TASK DETAILS — Transcribe the stretch of entries below from the line with "check_api_error(symbol, &data)?;" through the line with "let to_ts = Utc::now().timestamp();", exactly and with both ends included; leave out all other lines.

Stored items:

◇ ◇ ◇

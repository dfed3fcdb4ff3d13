//! Historical and current share prices.
//!
//! `YahooPriceService` reads the public chart endpoint with one blocking request
//! per lookup, a per-request timeout and no retries. `CachedPriceService` wraps
//! any service so a symbol is fetched at most once per run.

use anyhow::{Context, Result};
use chrono::{DateTime, NaiveDate, Utc};
use reqwest::blocking::Client;
use reqwest::header::{HeaderMap, HeaderValue, USER_AGENT};
use rust_decimal::Decimal;
use rust_decimal::prelude::FromPrimitive;
use serde::{Deserialize, Serialize};
use serde_json::Value;
use std::cell::RefCell;
use std::collections::HashMap;
use std::time::Duration;
use thiserror::Error;
use tracing::{debug, warn};

use crate::rates::FixedRates;

pub const DEFAULT_BASE_URL: &str = "https://query1.finance.yahoo.com/v8/finance/chart";

#[derive(Debug, Clone, Copy, PartialEq, Eq)]
pub struct PricePoint {
    pub date: NaiveDate,
    pub close: Decimal,
}

pub trait PriceService {
    /// Daily closes from `start` (inclusive) to now, oldest first.
    fn price_series(&self, symbol: &str, start: NaiveDate) -> Result<Vec<PricePoint>>;

    /// Latest traded price, `None` when the venue reports none.
    fn current_price(&self, symbol: &str) -> Result<Option<Decimal>>;
}

#[derive(Debug, Error)]
pub enum QuoteError {
    #[error("HTTP {status} for {symbol}")]
    Http { symbol: String, status: u16 },
    #[error("chart API error for {symbol}: {code} - {description}")]
    Api {
        symbol: String,
        code: String,
        description: String,
    },
    #[error("malformed chart response: {0}")]
    Malformed(&'static str),
}

#[derive(Debug, Clone, Serialize, Deserialize)]
#[serde(default)]
pub struct PriceConfig {
    pub base_url: String,
    pub timeout_secs: u64,
    pub rates: FixedRates,
}

impl Default for PriceConfig {
    fn default() -> Self {
        Self {
            base_url: DEFAULT_BASE_URL.to_string(),
            timeout_secs: 10,
            rates: FixedRates::default(),
        }
    }
}

impl PriceConfig {
    pub fn timeout(&self) -> Duration {
        Duration::from_secs(self.timeout_secs)
    }
}

pub struct YahooPriceService {
    client: Client,
    base_url: String,
}

impl YahooPriceService {
    pub fn new(config: &PriceConfig) -> Result<Self> {
        let mut headers = HeaderMap::new();
        headers.insert(
            USER_AGENT,
            HeaderValue::from_static("Mozilla/5.0 (X11; Linux x86_64) whatif/0.1"),
        );
        let client = Client::builder()
            .default_headers(headers)
            .timeout(config.timeout())
            .build()
            .context("build HTTP client")?;
        Ok(Self {
            client,
            base_url: config.base_url.trim_end_matches('/').to_string(),
        })
    }

    fn symbol_url(&self, symbol: &str) -> String {
        format!("{}/{}", self.base_url, urlencoding::encode(symbol))
    }

    fn fetch_chart(&self, symbol: &str, url: &str) -> Result<Value> {
        debug!(symbol, url, "fetching chart");
        let resp = self
            .client
            .get(url)
            .send()
            .with_context(|| format!("request chart for {symbol}"))?;
        let status = resp.status();
        if !status.is_success() {
            return Err(QuoteError::Http {
                symbol: symbol.to_string(),
                status: status.as_u16(),
            }
            .into());
        }
        let data: Value = resp
            .json()
            .with_context(|| format!("decode chart JSON for {symbol}"))?;
        check_api_error(symbol, &data)?;
        Ok(data)
    }
}

impl PriceService for YahooPriceService {
    fn price_series(&self, symbol: &str, start: NaiveDate) -> Result<Vec<PricePoint>> {
        let from_ts = start
            .and_hms_opt(0, 0, 0)
            .map(|dt| dt.and_utc().timestamp())
            .unwrap_or(0);
        let to_ts = Utc::now().timestamp();
        let url = format!(
            "{}?period1={from_ts}&period2={to_ts}&interval=1d",
            self.symbol_url(symbol)
        );
        let data = self.fetch_chart(symbol, &url)?;
        let mut series = parse_chart_series(&data)?;
        series.retain(|p| p.date >= start);
        Ok(series)
    }

    fn current_price(&self, symbol: &str) -> Result<Option<Decimal>> {
        let url = format!("{}?interval=1d&range=1d", self.symbol_url(symbol));
        let data = self.fetch_chart(symbol, &url)?;
        parse_current_price(&data)
    }
}

fn check_api_error(symbol: &str, data: &Value) -> Result<(), QuoteError> {
    if let Some(error) = data
        .get("chart")
        .and_then(|c| c.get("error"))
        .and_then(|e| e.as_object())
    {
        let field = |k: &str| {
            error
                .get(k)
                .and_then(|v| v.as_str())
                .unwrap_or("unknown")
                .to_string()
        };
        return Err(QuoteError::Api {
            symbol: symbol.to_string(),
            code: field("code"),
            description: field("description"),
        });
    }
    Ok(())
}

fn chart_result(data: &Value) -> Result<&Value, QuoteError> {
    data.get("chart")
        .and_then(|c| c.get("result"))
        .and_then(|r| r.get(0))
        .ok_or(QuoteError::Malformed("missing chart.result"))
}

fn to_price(v: &Value) -> Option<Decimal> {
    v.as_f64()
        .and_then(Decimal::from_f64)
        .map(|d| d.round_dp(4))
        .filter(|d| d.is_sign_positive() && !d.is_zero())
}

/// Daily closes from a chart response. Null closes (halted days) are skipped;
/// timestamps are shifted by the venue's UTC offset before taking the date.
pub fn parse_chart_series(data: &Value) -> Result<Vec<PricePoint>> {
    let chart = chart_result(data)?;
    let Some(timestamps) = chart.get("timestamp").and_then(|t| t.as_array()) else {
        return Ok(Vec::new());
    };
    let closes = chart
        .get("indicators")
        .and_then(|i| i.get("quote"))
        .and_then(|q| q.get(0))
        .and_then(|q| q.get("close"))
        .and_then(|c| c.as_array())
        .ok_or(QuoteError::Malformed("missing indicators.quote[0].close"))?;
    let offset = chart
        .get("meta")
        .and_then(|m| m.get("gmtoffset"))
        .and_then(|o| o.as_i64())
        .unwrap_or(0);

    let mut series: Vec<PricePoint> = timestamps
        .iter()
        .zip(closes)
        .filter_map(|(ts, close)| {
            let date = DateTime::from_timestamp(ts.as_i64()? + offset, 0)?.date_naive();
            Some(PricePoint {
                date,
                close: to_price(close)?,
            })
        })
        .collect();
    series.sort_by_key(|p| p.date);
    series.dedup_by_key(|p| p.date);
    Ok(series)
}

/// `meta.regularMarketPrice`, falling back to the last non-null close.
pub fn parse_current_price(data: &Value) -> Result<Option<Decimal>> {
    let chart = chart_result(data)?;
    let from_meta = chart
        .get("meta")
        .and_then(|m| m.get("regularMarketPrice"))
        .and_then(to_price);
    if from_meta.is_some() {
        return Ok(from_meta);
    }
    Ok(chart
        .get("indicators")
        .and_then(|i| i.get("quote"))
        .and_then(|q| q.get(0))
        .and_then(|q| q.get("close"))
        .and_then(|c| c.as_array())
        .and_then(|arr| arr.iter().rev().find_map(to_price)))
}

struct CachedSeries {
    start: NaiveDate,
    result: Result<Vec<PricePoint>, String>,
}

/// Per-run memo over another service. Failures are cached too: a symbol that
/// failed once stays unavailable for the rest of the run.
pub struct CachedPriceService<S> {
    inner: S,
    series: RefCell<HashMap<String, CachedSeries>>,
    current: RefCell<HashMap<String, Result<Option<Decimal>, String>>>,
}

impl<S: PriceService> CachedPriceService<S> {
    pub fn new(inner: S) -> Self {
        Self {
            inner,
            series: RefCell::new(HashMap::new()),
            current: RefCell::new(HashMap::new()),
        }
    }

    pub fn into_inner(self) -> S {
        self.inner
    }
}

impl<S: PriceService> PriceService for CachedPriceService<S> {
    fn price_series(&self, symbol: &str, start: NaiveDate) -> Result<Vec<PricePoint>> {
        if let Some(cached) = self.series.borrow().get(symbol) {
            match &cached.result {
                Err(e) => return Err(anyhow::anyhow!("{e}")),
                Ok(points) if start >= cached.start => {
                    return Ok(points.iter().filter(|p| p.date >= start).copied().collect());
                }
                Ok(_) => {}
            }
        }

        let result = self.inner.price_series(symbol, start);
        if let Err(e) = &result {
            warn!(symbol, "price history lookup failed: {e:#}");
        }
        let stored = match &result {
            Ok(points) => Ok(points.clone()),
            Err(e) => Err(format!("{e:#}")),
        };
        self.series.borrow_mut().insert(
            symbol.to_string(),
            CachedSeries {
                start,
                result: stored,
            },
        );
        result
    }

    fn current_price(&self, symbol: &str) -> Result<Option<Decimal>> {
        if let Some(cached) = self.current.borrow().get(symbol) {
            return cached.clone().map_err(|e| anyhow::anyhow!("{e}"));
        }
        let result = self.inner.current_price(symbol);
        if let Err(e) = &result {
            warn!(symbol, "current price lookup failed: {e:#}");
        }
        let stored = match &result {
            Ok(p) => Ok(*p),
            Err(e) => Err(format!("{e:#}")),
        };
        self.current.borrow_mut().insert(symbol.to_string(), stored);
        result
    }
}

◇ ◇ ◇

ANSWER TO THE EXERCISE —
        check_api_error(symbol, &data)?;
        Ok(data)
    }
}

impl PriceService for YahooPriceService {
    fn price_series(&self, symbol: &str, start: NaiveDate) -> Result<Vec<PricePoint>> {
        let from_ts = start
            .and_hms_opt(0, 0, 0)
            .map(|dt| dt.and_utc().timestamp())
            .unwrap_or(0);
        let to_ts = Utc::now().timestamp();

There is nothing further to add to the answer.